Economic Liberty

Economic liberty means both the freedom of earning a decent and sufficient economic income and also the freedom from fear of unemploymentor loss of economic income. It implies, as Tawny says, the absence of such economic inequalities which can be used as means of economic constraint. Laski has defined it thus: “By economic liberty I mean security and the opportunity to find reasonable significance in the earning of one’s daily bread.” Really economic liberty exists only when there is “sufficiency for all before there is superfluity for a few.”

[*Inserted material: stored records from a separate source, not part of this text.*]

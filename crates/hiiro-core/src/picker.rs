use std::io::Write;
use std::process::{Command, Stdio};

use anyhow::{anyhow, Context, Result};
use tracing::debug;

/// An interactive chooser. `Ok(None)` means the user cancelled.
pub trait Picker {
    fn select(&self, items: &[String]) -> Result<Option<String>>;
}

/// Runs an external fuzzy finder (`sk`, `fzf`, ...) over stdin/stdout.
pub struct CommandPicker {
    argv: Vec<String>,
}

impl CommandPicker {
    pub fn new(argv: Vec<String>) -> Self {
        Self { argv }
    }
}

impl Picker for CommandPicker {
    fn select(&self, items: &[String]) -> Result<Option<String>> {
        let (program, args) = self
            .argv
            .split_first()
            .ok_or_else(|| anyhow!("picker command is empty"))?;
        let binary = which::which(program)
            .with_context(|| format!("picker '{program}' not found on PATH"))?;
        debug!(picker = %binary.display(), count = items.len(), "running picker");

        let mut child = Command::new(binary)
            .args(args)
            .stdin(Stdio::piped())
            .stdout(Stdio::piped())
            .stderr(Stdio::inherit())
            .spawn()
            .with_context(|| format!("spawn picker '{program}'"))?;
        {
            let mut stdin = child
                .stdin
                .take()
                .ok_or_else(|| anyhow!("picker stdin unavailable"))?;
            // A picker may exit before reading everything.
            if let Err(err) = stdin.write_all(items.join("\n").as_bytes()) {
                if err.kind() != std::io::ErrorKind::BrokenPipe {
                    return Err(err).context("write picker input");
                }
            }
        }
        let output = child.wait_with_output().context("wait for picker")?;
        if !output.status.success() {
            return Ok(None);
        }
        let choice = String::from_utf8_lossy(&output.stdout).trim().to_string();
        Ok((!choice.is_empty()).then_some(choice))
    }
}

/// Shows `labels` and returns the value paired with the chosen label.
pub fn select_from_pairs(picker: &dyn Picker, pairs: &[(String, String)]) -> Result<Option<String>> {
    if pairs.is_empty() {
        return Ok(None);
    }
    let labels: Vec<String> = pairs.iter().map(|(label, _)| label.clone()).collect();
    let Some(choice) = picker.select(&labels)? else {
        return Ok(None);
    };
    Ok(pairs
        .iter()
        .find(|(label, _)| label.trim_end() == choice.trim_end())
        .map(|(_, value)| value.clone()))
}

It presupposes, therefore, a society in which there is no class domination and in which economic democracy prevails. Economic democracy means two things: firstly, the possession of economic rights by all citizens, namely, the right to work, right to reasonable hours of work, the right to minimum wage, the right to relief during periods of unemployment, sickness etc., the right to form trade unions, and the right to leisure, and secondly, the share of the workers in industrial organisation.

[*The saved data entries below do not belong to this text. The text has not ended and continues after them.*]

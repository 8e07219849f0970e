use std::path::Path;
use std::process::{Command, Stdio};

use anyhow::{bail, Context, Result};
use tracing::debug;

use crate::model::{Session, WindowInfo};

/// The terminal-multiplexer side of a task.
pub trait SessionProvider {
    /// Session the calling process runs inside, if any.
    fn current(&self) -> Option<Session>;
    fn list(&self) -> Vec<Session>;
    fn exists(&self, name: &str) -> bool;
    /// Creates the session rooted at `cwd` when missing, then switches or attaches to it.
    fn open(&self, name: &str, cwd: Option<&Path>) -> Result<()>;
    fn new_window(&self, name: &str, cwd: &Path) -> Result<()>;
    /// Types `text` followed by Enter into the current pane.
    fn send_keys(&self, text: &str) -> Result<()>;
    fn list_windows(&self, session: &str) -> Result<Vec<WindowInfo>>;
}

#[derive(Debug, Default)]
pub struct Tmux;

impl Tmux {
    pub fn new() -> Self {
        Self
    }

    fn inside_tmux() -> bool {
        std::env::var_os("TMUX").is_some_and(|value| !value.is_empty())
    }
}

impl SessionProvider for Tmux {
    fn current(&self) -> Option<Session> {
        if !Self::inside_tmux() {
            return None;
        }
        let output = Command::new("tmux")
            .args(["display-message", "-p", "#S"])
            .output()
            .ok()?;
        if !output.status.success() {
            return None;
        }
        let name = String::from_utf8_lossy(&output.stdout).trim().to_string();
        (!name.is_empty()).then(|| Session::new(name))
    }

    fn list(&self) -> Vec<Session> {
        let output = match Command::new("tmux")
            .args(["list-sessions", "-F", "#S"])
            .stderr(Stdio::null())
            .output()
        {
            Ok(output) if output.status.success() => output,
            Ok(_) => return Vec::new(),
            Err(err) => {
                debug!(%err, "tmux list-sessions unavailable");
                return Vec::new();
            }
        };
        String::from_utf8_lossy(&output.stdout)
            .lines()
            .filter(|line| !line.is_empty())
            .map(Session::new)
            .collect()
    }

    fn exists(&self, name: &str) -> bool {
        Command::new("tmux")
            .args(["has-session", "-t", &format!("={name}")])
            .stdout(Stdio::null())
            .stderr(Stdio::null())
            .status()
            .map(|status| status.success())
            .unwrap_or(false)
    }

    fn open(&self, name: &str, cwd: Option<&Path>) -> Result<()> {
        if let Some(cwd) = cwd {
            std::env::set_current_dir(cwd)
                .with_context(|| format!("change directory to {}", cwd.display()))?;
        }
        if !self.exists(name) {
            let mut cmd = Command::new("tmux");
            cmd.args(["new-session", "-d", "-s", name]);
            if let Some(cwd) = cwd {
                cmd.arg("-c").arg(cwd);
            }
            debug!(session = name, "tmux new-session");
            let output = cmd.output().context("failed to run tmux new-session")?;
            if !output.status.success() {
                let stderr = String::from_utf8_lossy(&output.stderr);
                bail!("tmux new-session failed: {}", stderr.trim());
            }
        }

        let target = format!("={name}");
        let status = if Self::inside_tmux() {
            Command::new("tmux")
                .args(["switch-client", "-t", &target])
                .status()
                .context("failed to run tmux switch-client")?
        } else if std::env::var_os("NVIM").is_some() {
            bail!("can't attach to tmux inside a vim terminal; session '{name}' is ready");
        } else {
            Command::new("tmux")
                .args(["attach-session", "-t", &target])
                .status()
                .context("failed to run tmux attach-session")?
        };
        if !status.success() {
            bail!("tmux could not attach to session '{name}'");
        }
        Ok(())
    }

    fn new_window(&self, name: &str, cwd: &Path) -> Result<()> {
        let output = Command::new("tmux")
            .args(["new-window", "-n", name, "-c"])
            .arg(cwd)
            .output()
            .context("failed to run tmux new-window")?;
        if !output.status.success() {
            let stderr = String::from_utf8_lossy(&output.stderr);
            bail!("tmux new-window failed: {}", stderr.trim());
        }
        Ok(())
    }

    fn send_keys(&self, text: &str) -> Result<()> {
        let mut cmd = Command::new("tmux");
        cmd.arg("send-keys");
        if let Ok(pane) = std::env::var("TMUX_PANE") {
            cmd.args(["-t", &pane]);
        }
        cmd.args([text, "Enter"]);
        let status = cmd.status().context("failed to run tmux send-keys")?;
        if !status.success() {
            bail!("tmux send-keys failed");
        }
        Ok(())
    }

    fn list_windows(&self, session: &str) -> Result<Vec<WindowInfo>> {
        let output = Command::new("tmux")
            .args([
                "list-windows",
                "-t",
                &format!("={session}"),
                "-F",
                "#{window_index}:#{window_name}:#{pane_current_path}",
            ])
            .output()
            .context("failed to run tmux list-windows")?;
        if !output.status.success() {
            let stderr = String::from_utf8_lossy(&output.stderr);
            bail!("tmux list-windows failed: {}", stderr.trim());
        }
        Ok(parse_window_list(&String::from_utf8_lossy(&output.stdout)))
    }
}

pub fn parse_window_list(raw: &str) -> Vec<WindowInfo> {
    raw.lines()
        .map(str::trim)
        .filter(|line| !line.is_empty())
        .filter_map(|line| {
            let mut parts = line.splitn(3, ':');
            Some(WindowInfo {
                index: parts.next()?.to_string(),
                name: parts.next()?.to_string(),
                path: parts.next().unwrap_or_default().to_string(),
            })
        })
        .collect()
}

Its relation to other liberties

Economic Liberty is the precondition of other liberties; none of them can really exist without it. An individual cannot be really free if hunger, starvation and destitution stare him in the face at every step. Nor can there be any liberty when there is a constant fear of unemployment and “insufficiency which, perhaps more than any other inadequacies, sap the whole strength of personality.” Lenin has rightly declared that political or civil liberty is meaningless without economic liberty. The same is true of a nation. It cannot remain free and independent without being economically free and strong. A poor man has no freedom; he lives at the behest of other men, his employers. A poor nation has no independence; it exists at the mercy of its strong neighbours or at the charity of its foreign paymasters. In short, unless and until economic liberty prevails, civil, political and national liberties become illusory.